START INPUT MATERIAL

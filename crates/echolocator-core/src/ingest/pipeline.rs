//! Ingestion pipeline: submission -> stored image -> embedding -> visible item.
//!
//! Stages run in order and each can fail on its own:
//!
//! 1. validate metadata and image content type/size
//! 2. fingerprint the image and reject known duplicates
//! 3. persist the image through the asset store
//! 4. embed the image bytes (bounded by a timeout, retried when transient)
//! 5. insert into the item store
//!
//! No lock is held on the store before stage 5. Stage 5 runs on a detached
//! task together with the orphan guard, so dropping the caller's future
//! either commits the whole item or removes the image.

use std::collections::HashSet;
use std::sync::Arc;
use std::time::Duration;

use echolocator_types::config::IngestConfig;
use echolocator_types::error::{AssetError, EmbeddingError, EngineError};
use echolocator_types::item::{ImageContentType, Item, ItemSubmission, NewItem};

use super::orphan::OrphanGuard;
use super::retry::RetryPolicy;
use crate::embedding::box_embedder::BoxEmbedder;
use crate::embedding::embed_checked;
use crate::embedding::embedder::EmbedInput;
use crate::service::hash::ContentHasher;
use crate::storage::asset_store::AssetStore;
use crate::store::{DUPLICATE_IMAGE_MESSAGE, ItemStore};

const MAX_NAME_HINT_CHARS: usize = 40;

/// Submission fields after trimming and validation.
#[derive(Debug, Clone, PartialEq)]
struct ValidatedSubmission {
    title: String,
    location: String,
    description: Option<String>,
    finder_contact: Option<String>,
    content_type: ImageContentType,
}

/// Turns raw submissions into committed items.
pub struct IngestionPipeline<A: AssetStore + 'static, H: ContentHasher> {
    store: Arc<ItemStore>,
    embedder: Arc<BoxEmbedder>,
    assets: Arc<A>,
    hasher: H,
    config: IngestConfig,
    retry: RetryPolicy,
    sweep_gate: Arc<tokio::sync::RwLock<()>>,
}

impl<A: AssetStore + 'static, H: ContentHasher> IngestionPipeline<A, H> {
    pub fn new(
        store: Arc<ItemStore>,
        embedder: Arc<BoxEmbedder>,
        assets: Arc<A>,
        hasher: H,
        config: IngestConfig,
        retry: RetryPolicy,
    ) -> Self {
        Self {
            store,
            embedder,
            assets,
            hasher,
            config,
            retry,
            sweep_gate: Arc::new(tokio::sync::RwLock::new(())),
        }
    }

    pub fn assets(&self) -> &Arc<A> {
        &self.assets
    }

    /// Run every stage for one submission and return the visible item.
    #[tracing::instrument(
        name = "ingest_item",
        skip(self, submission),
        fields(
            image_bytes = submission.image.len(),
            content_type = %submission.content_type,
        )
    )]
    pub async fn ingest(&self, submission: ItemSubmission) -> Result<Arc<Item>, EngineError> {
        let fields = self.validate(&submission)?;

        let image_hash = self.hasher.compute_hash(&submission.image);
        if self.config.reject_duplicates && self.store.snapshot().contains_image_hash(&image_hash) {
            return Err(EngineError::validation(DUPLICATE_IMAGE_MESSAGE));
        }

        let gate = Arc::clone(&self.sweep_gate).read_owned().await;
        let hint = name_hint(&fields.title);
        let image = submission.image.as_slice();
        let image_ref = self
            .retry
            .run("asset_put", AssetError::is_transient, || {
                self.assets.put(&hint, fields.content_type, image)
            })
            .await?;
        tracing::debug!(image_ref = %image_ref, "image stored");

        let guard = OrphanGuard::new(Arc::clone(&self.assets), image_ref, gate);

        let embedding = match self.embed_image(image).await {
            Ok(vector) => vector,
            Err(e) => {
                guard.discard().await;
                return Err(e.into());
            }
        };
        tracing::debug!(dimension = embedding.len(), "image embedded");

        let new = NewItem {
            title: fields.title,
            description: fields.description,
            location: fields.location,
            finder_contact: fields.finder_contact,
            image_ref: guard.image_ref().to_string(),
            image_hash: self.config.reject_duplicates.then_some(image_hash),
            embedding,
            embedding_model: self.embedder.model_name().to_string(),
        };

        let store = Arc::clone(&self.store);
        let retry = self.retry.clone();
        let commit = tokio::spawn(async move {
            match store.insert_with_retry(new, &retry).await {
                Ok(item) => {
                    guard.disarm();
                    Ok(item)
                }
                Err(e) => {
                    guard.discard().await;
                    Err(e)
                }
            }
        });

        let item = commit
            .await
            .map_err(|e| EngineError::Storage(format!("commit task failed: {e}")))??;
        tracing::info!(item_id = %item.id, location = %item.location, "item ingested");
        Ok(item)
    }

    /// Remove every stored image that no visible item references.
    ///
    /// Waits for in-flight ingests to commit or discard their image first.
    /// Returns the number of images removed.
    #[tracing::instrument(name = "reconcile_assets", skip(self))]
    pub async fn reconcile_assets(&self) -> Result<usize, EngineError> {
        let _exclusive = self.sweep_gate.write().await;

        let stored = self.assets.list().await?;
        let snapshot = self.store.snapshot();
        let referenced: HashSet<&str> = snapshot.iter().map(|item| item.image_ref.as_str()).collect();

        let mut removed = 0;
        for image_ref in stored.iter().filter(|r| !referenced.contains(r.as_str())) {
            match self.assets.remove(image_ref).await {
                Ok(()) => {
                    tracing::info!(image_ref = %image_ref, "removed orphaned image");
                    removed += 1;
                }
                Err(e) => {
                    tracing::warn!(image_ref = %image_ref, error = %e, "failed to remove orphaned image");
                }
            }
        }
        Ok(removed)
    }

    async fn embed_image(&self, image: &[u8]) -> Result<Vec<f32>, EmbeddingError> {
        let timeout = Duration::from_secs(self.config.embed_timeout_secs);
        let dimension = self.store.dimension();
        self.retry
            .run("embed_image", EmbeddingError::is_transient, || {
                embed_checked(&self.embedder, EmbedInput::Image(image), timeout, dimension)
            })
            .await
    }

    fn validate(&self, submission: &ItemSubmission) -> Result<ValidatedSubmission, EngineError> {
        let limits = &self.config;

        let content_type: ImageContentType = submission
            .content_type
            .parse()
            .map_err(EngineError::Validation)?;

        if submission.image.is_empty() {
            return Err(EngineError::validation("Uploaded image payload was empty."));
        }
        if submission.image.len() > limits.max_image_bytes {
            return Err(EngineError::validation(format!(
                "Image exceeds the {} byte upload limit.",
                limits.max_image_bytes
            )));
        }

        let title = submission.title.trim();
        if title.is_empty() {
            return Err(EngineError::validation("Title is required."));
        }
        if title.chars().count() > limits.max_title_chars {
            return Err(EngineError::validation(format!(
                "Title must be at most {} characters.",
                limits.max_title_chars
            )));
        }

        let location = submission.location.trim();
        let location_chars = location.chars().count();
        if location_chars < limits.min_location_chars || location_chars > limits.max_location_chars {
            return Err(EngineError::validation(format!(
                "Location must be between {} and {} characters.",
                limits.min_location_chars, limits.max_location_chars
            )));
        }

        let finder_contact = non_empty(submission.finder_contact.as_deref());
        if finder_contact
            .as_ref()
            .is_some_and(|c| c.chars().count() > limits.max_contact_chars)
        {
            return Err(EngineError::validation(format!(
                "Finder contact must be at most {} characters.",
                limits.max_contact_chars
            )));
        }

        Ok(ValidatedSubmission {
            title: title.to_string(),
            location: location.to_string(),
            description: non_empty(submission.description.as_deref()),
            finder_contact,
            content_type,
        })
    }
}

END INPUT MATERIAL

[WHAT NEEDS TO BE DONE] Restate verbatim the first line above and all lines after it through the line containing "use crate::embedding::box_embedder::BoxEmbedder;"; omit the rest.

[EXPECTED ANSWER]
filename crates/echolocator-core/src/ingest/pipeline.rs
//! Ingestion pipeline: submission -> stored image -> embedding -> visible item.
//!
//! Stages run in order and each can fail on its own:
//!
//! 1. validate metadata and image content type/size
//! 2. fingerprint the image and reject known duplicates
//! 3. persist the image through the asset store
//! 4. embed the image bytes (bounded by a timeout, retried when transient)
//! 5. insert into the item store
//!
//! No lock is held on the store before stage 5. Stage 5 runs on a detached
//! task together with the orphan guard, so dropping the caller's future
//! either commits the whole item or removes the image.

use std::collections::HashSet;
use std::sync::Arc;
use std::time::Duration;

use echolocator_types::config::IngestConfig;
use echolocator_types::error::{AssetError, EmbeddingError, EngineError};
use echolocator_types::item::{ImageContentType, Item, ItemSubmission, NewItem};

use super::orphan::OrphanGuard;
use super::retry::RetryPolicy;
use crate::embedding::box_embedder::BoxEmbedder;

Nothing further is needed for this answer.